Past Mukaiyama Award Recipients
Professor Sarah E. Reisman
Bren Professor of Chemistry Division of Chemistry & Chemical Engineering, California Institute of
Technology Pasadena, CA, USA
Contributions: Research in the Reisman laboratory seeks to advance the science of chemical synthesis, through synergistic contributions in both strategy design for natural product synthesis and reaction development. Reisman is recognized as a leader in the area of natural product synthesis, where her group has contributed new strategy-driven approaches several complex highly oxidized natural products. In addition to her program in natural product synthesis, Reisman has made impactful contributions to the rapidly advancing field of Ni-catalysis, with an emphasis on asymmetric reductive cross-coupling reactions.
Professor Naoya Kumagai
Graduate School of Pharmaceutical Sciences, Keio University, Japan
Contributions: RThe development of synthetic methodologies driven by cooperative catalysts, unique heterocycles, and quinoline oligomers.The research directed by Kumagai has focused on the development of novel metalbased cooperative catalytic systems that have allowed for otherwise infeasible catalytic asymmetric transformations to proceed. His
insatiable curiosity into catalyst design has provided a novel class of proficient catalysts utilizing boron-containing exotic heterocyclic entities. His research interests have expanded to the investigation of quinoline-based aesthetic molecular architectures, which pertain to diverseareas of chemistry research.
Professor Neil K. Garg
Department of Chemistry & Biochemistry, University of California, Los Angeles, U.S.A.
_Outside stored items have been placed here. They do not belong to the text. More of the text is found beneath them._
//! Configuration loading and management.
//!
//! This module loads the deployment settings from the `.queue-pipeline/`
//! directory and resolves the broker connection string from the environment.

pub mod error;
pub mod loader;
pub mod models;
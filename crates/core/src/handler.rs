//! Per-stage message handlers.
//!
//! A [`StageHandler`] is what the hosting runtime invokes when a message
//! arrives on a stage queue. For every stage but the last it runs
//! validate → process → forward, in that order, and stops at the first error.
//! The terminal stage validates only to log what it received, then returns
//! without sending anything and without failing.
//!
//! Handlers hold no mutable state. Running one twice on the same input is
//! safe: everything it emits is derived from the input envelope.

use chrono::{DateTime, Utc};
use qp_protocol::{validate, Envelope, StageId, ValidationError};
use serde_json::Value;
use std::sync::Arc;
use thiserror::Error;
use tracing::{debug, info, info_span, warn, Instrument};
use uuid::Uuid;

use crate::forwarder::{ForwardError, Forwarder};
use crate::processor::{ProcessingError, StageProcessor};
use crate::transport::QueueMessage;

/// Diagnostics handle for one invocation.
#[derive(Debug, Clone)]
pub struct InvocationContext {
    pub invocation_id: Uuid,
    pub function_name: String,
    pub queue_name: String,

    /// Delivery attempt, starting at 1.
    pub delivery_count: u32,

    pub enqueued_at: Option<DateTime<Utc>>,
}

impl InvocationContext {
    /// Context for a direct invocation outside any queue delivery.
    pub fn new(stage: StageId) -> Self {
        Self {
            invocation_id: Uuid::new_v4(),
            function_name: function_name(stage),
            queue_name: stage.queue_name().to_string(),
            delivery_count: 1,
            enqueued_at: None,
        }
    }

    /// Context for a message received from `stage`'s queue.
    pub fn from_delivery(stage: StageId, message: &QueueMessage) -> Self {
        Self {
            delivery_count: message.delivery_count,
            enqueued_at: Some(message.enqueued_at),
            ..Self::new(stage)
        }
    }
}

/// Name under which a stage's handler is registered with the host.
pub fn function_name(stage: StageId) -> String {
    format!("queue-pipeline-{stage}")
}

/// What a successful invocation did.
#[derive(Debug, Clone, PartialEq)]
pub enum HandlerOutcome {
    /// The next-stage envelope was sent to `to`'s queue.
    Forwarded { to: StageId, envelope: Envelope },

    /// Terminal stage reached. `valid` records whether the message passed
    /// validation; it is logged either way.
    Terminated { valid: bool },
}

#[derive(Error, Debug)]
pub enum HandlerError {
    #[error(transparent)]
    Validation(#[from] ValidationError),

    #[error(transparent)]
    Processing(#[from] ProcessingError),

    #[error(transparent)]
    Forwarding(#[from] ForwardError),
}

/// Handler bound to one stage.
#[derive(Clone)]
pub struct StageHandler {
    stage: StageId,
    processor: Arc<dyn StageProcessor>,
    forwarder: Forwarder,
}

impl StageHandler {
    pub fn new(stage: StageId, processor: Arc<dyn StageProcessor>, forwarder: Forwarder) -> Self {
        Self {
            stage,
            processor,
            forwarder,
        }
    }

    pub fn stage(&self) -> StageId {
        self.stage
    }

    /// Handle one raw inbound message.
    pub async fn handle(
        &self,
        raw: &Value,
        ctx: &InvocationContext,
    ) -> Result<HandlerOutcome, HandlerError> {
        let span = info_span!(
            "invocation",
            function = %ctx.function_name,
            stage = %self.stage,
            invocation_id = %ctx.invocation_id,
            delivery_count = ctx.delivery_count,
        );

        if self.stage.is_terminal() {
            return Ok(self.terminate(raw).instrument(span).await);
        }
        self.advance(raw).instrument(span).await
    }

    async fn advance(&self, raw: &Value) -> Result<HandlerOutcome, HandlerError> {
        let message = validate(raw, self.stage)?;
        info!(
            idempotency_id = message.idempotency_id(),
            completed_stages = message.completed_stages().bits(),
            "Received message"
        );

        let payload = self.processor.process(&message).await?;
        debug!(idempotency_id = message.idempotency_id(), "Processing complete");

        let (to, envelope) = self.forwarder.forward(&message, payload).await?;
        Ok(HandlerOutcome::Forwarded { to, envelope })
    }

    async fn terminate(&self, raw: &Value) -> HandlerOutcome {
        match validate(raw, self.stage) {
            Ok(message) => {
                info!(
                    idempotency_id = message.idempotency_id(),
                    completed_stages = message.completed_stages().bits(),
                    body = %raw,
                    "Pipeline complete"
                );
                HandlerOutcome::Terminated { valid: true }
            }
            Err(e) => {
                warn!(error = %e, body = %raw, "Terminal stage received a malformed message");
                HandlerOutcome::Terminated { valid: false }
            }
        }
    }
}

/// The handlers for every stage, in pipeline order.
#[derive(Clone)]
pub struct StageHandlers {
    handlers: Vec<StageHandler>,
}

impl StageHandlers {
    /// One handler per stage, all sharing `processor` and `forwarder`.
    pub fn standard(processor: Arc<dyn StageProcessor>, forwarder: Forwarder) -> Self {
        let handlers = StageId::ALL
            .into_iter()
            .map(|stage| StageHandler::new(stage, Arc::clone(&processor), forwarder.clone()))
            .collect();
        Self { handlers }
    }

    pub fn get(&self, stage: StageId) -> Option<&StageHandler> {
        self.handlers.iter().find(|h| h.stage == stage)
    }

    pub fn iter(&self) -> impl Iterator<Item = &StageHandler> {
        self.handlers.iter()
    }
}
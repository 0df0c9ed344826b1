//! Stage processors.
//!
//! A processor turns a validated stage message into the payload for the next
//! stage. It reads the message and never mutates it. If it fails, nothing is
//! forwarded.

use async_trait::async_trait;
use qp_protocol::{StageId, StageMessage, StagePayload};
use std::time::Duration;
use thiserror::Error;
use tracing::info;

#[derive(Error, Debug, Clone, PartialEq, Eq)]
pub enum ProcessingError {
    #[error("Processing failed at {stage}: {reason}")]
    Failed { stage: StageId, reason: String },

    /// The terminal stage has no successor to produce a payload for.
    #[error("Stage {0} has no next stage to produce a payload for")]
    NoNextStage(StageId),
}

/// Domain work performed by a stage.
#[async_trait]
pub trait StageProcessor: Send + Sync {
    async fn process(&self, message: &StageMessage) -> Result<StagePayload, ProcessingError>;
}

/// Placeholder work: waits for a fixed delay, then returns a fixed payload
/// naming the next stage (`"Step 2 data"` for stage 1).
#[derive(Debug, Clone)]
pub struct SimulatedWork {
    delay: Duration,
}

impl SimulatedWork {
    pub fn new(delay: Duration) -> Self {
        Self { delay }
    }

    /// No delay, for tests and dry runs.
    pub fn instant() -> Self {
        Self::new(Duration::ZERO)
    }

    pub fn delay(&self) -> Duration {
        self.delay
    }
}

impl Default for SimulatedWork {
    fn default() -> Self {
        Self::new(Duration::from_millis(1000))
    }
}

/// Data the placeholder produces for `next`.
pub fn simulated_data_for(next: StageId) -> String {
    format!("Step {} data", next.index() + 1)
}

#[async_trait]
impl StageProcessor for SimulatedWork {
    async fn process(&self, message: &StageMessage) -> Result<StagePayload, ProcessingError> {
        let stage = message.stage();
        let next = stage.next().ok_or(ProcessingError::NoNextStage(stage))?;

        info!(
            stage = %stage,
            idempotency_id = message.idempotency_id(),
            data = %message.payload().some_data,
            "Processing data"
        );

        if !self.delay.is_zero() {
            tokio::time::sleep(self.delay).await;
        }

        Ok(StagePayload::new(simulated_data_for(next)))
    }
}
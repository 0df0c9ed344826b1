//! Configuration file loader for the `.queue-pipeline/` directory.
//!
//! Only `config.toml` is read. Queue names and the stage sequence are fixed
//! in code and cannot be configured.

use crate::config::error::ConfigError;
use crate::config::error::ConfigResult;
use crate::config::models::{AppConfig, GlobalConfig};
use std::path::Path;

/// Name of the configuration directory under the project root.
pub const CONFIG_DIR: &str = ".queue-pipeline";

/// Loads all configuration from the `.queue-pipeline/` directory.
///
/// # Arguments
///
/// * `root` - Root directory containing the `.queue-pipeline/` folder
///
/// # Returns
///
/// An `AppConfig` with every setting resolved. If the directory or
/// `config.toml` is missing, returns the default configuration rather than
/// an error.
///
/// # Errors
///
/// Returns `ConfigError` if:
/// - `config.toml` exists but cannot be read
/// - `config.toml` has invalid TOML syntax or unknown value types
/// - A numeric limit is zero
pub async fn load_config(root: &Path) -> ConfigResult<AppConfig> {
    let qp_dir = root.join(CONFIG_DIR);

    // If .queue-pipeline doesn't exist, return default config
    if !qp_dir.exists() {
        return Ok(AppConfig::default());
    }

    let global = load_global_config(&qp_dir)?;

    Ok(AppConfig { global })
}

/// Loads global configuration from `config.toml`.
fn load_global_config(qp_dir: &Path) -> ConfigResult<GlobalConfig> {
    let config_path = qp_dir.join("config.toml");

    if !config_path.exists() {
        return Ok(GlobalConfig::default());
    }

    let content =
        std::fs::read_to_string(&config_path).map_err(|source| ConfigError::FileRead {
            path: config_path.clone(),
            source,
        })?;

    let config: GlobalConfig =
        toml::from_str(&content).map_err(|source| ConfigError::TomlParse {
            path: config_path.clone(),
            source,
        })?;

    let invalid = |reason: &str| ConfigError::InvalidConfig {
        path: config_path.clone(),
        reason: reason.to_string(),
    };

    if config.max_delivery_count == 0 {
        return Err(invalid("max-delivery-count must be at least 1"));
    }
    if config.max_concurrent_calls == 0 {
        return Err(invalid("max-concurrent-calls must be at least 1"));
    }
    if config.connection_setting.trim().is_empty() {
        return Err(invalid("connection-setting must name an environment variable"));
    }

    Ok(config)
}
Contributions: The development of synthetic methodologies using unconventional building blocks and innovation in the synthesis of complex molecules.
Professor Naohiko Yoshikai
Graduate School of Pharmaceutical Sciences, Tohoku University, Japan
Contributions: The development of synthetic methodologies using unconventional building blocks and innovation in the synthesis of complex molecules.
Professor Melanie S. Sanford
Department of Chemistry, University of Michigan, Ann Arbor, U.S.A.
Contributions: Developing transition metal catalyzed reactions for diverse organic transformations including C-H functionalization, arene fluorination and radiofluorination, and decarbonylative cross-coupling.
Professor Hirohisa Ohmiya
Graduate School of Medical Sciences, Kanazawa University, Japan
Contributions: The development of novel reactions through system-oriented molecular catalysis, such as organo/metal hybrid catalysis and radical-mediated organocatalysis.
Professor Martin D. Burke
Department of Chemistry, University of Illinois at Urbana-Champaign, U.S.A.
Contributions: Pioneering the field of molecular prosthetics and the development of an automated Lego-like platform for democratizing small molecule synthesis.
Professor Shigeki Matsunaga
Faculty of Pharmaceutical Sciences, Hokkaido University, Japan
Contributions: The development of new chiral catalysts for atom- and step-economical organic reactions, such as enantioselective C-H functionalization and C-C bond formation via simple proton-transfer process.
Professor Richmond Sarpong
Department of Chemistry, University of California, Berkeley, U.S.A.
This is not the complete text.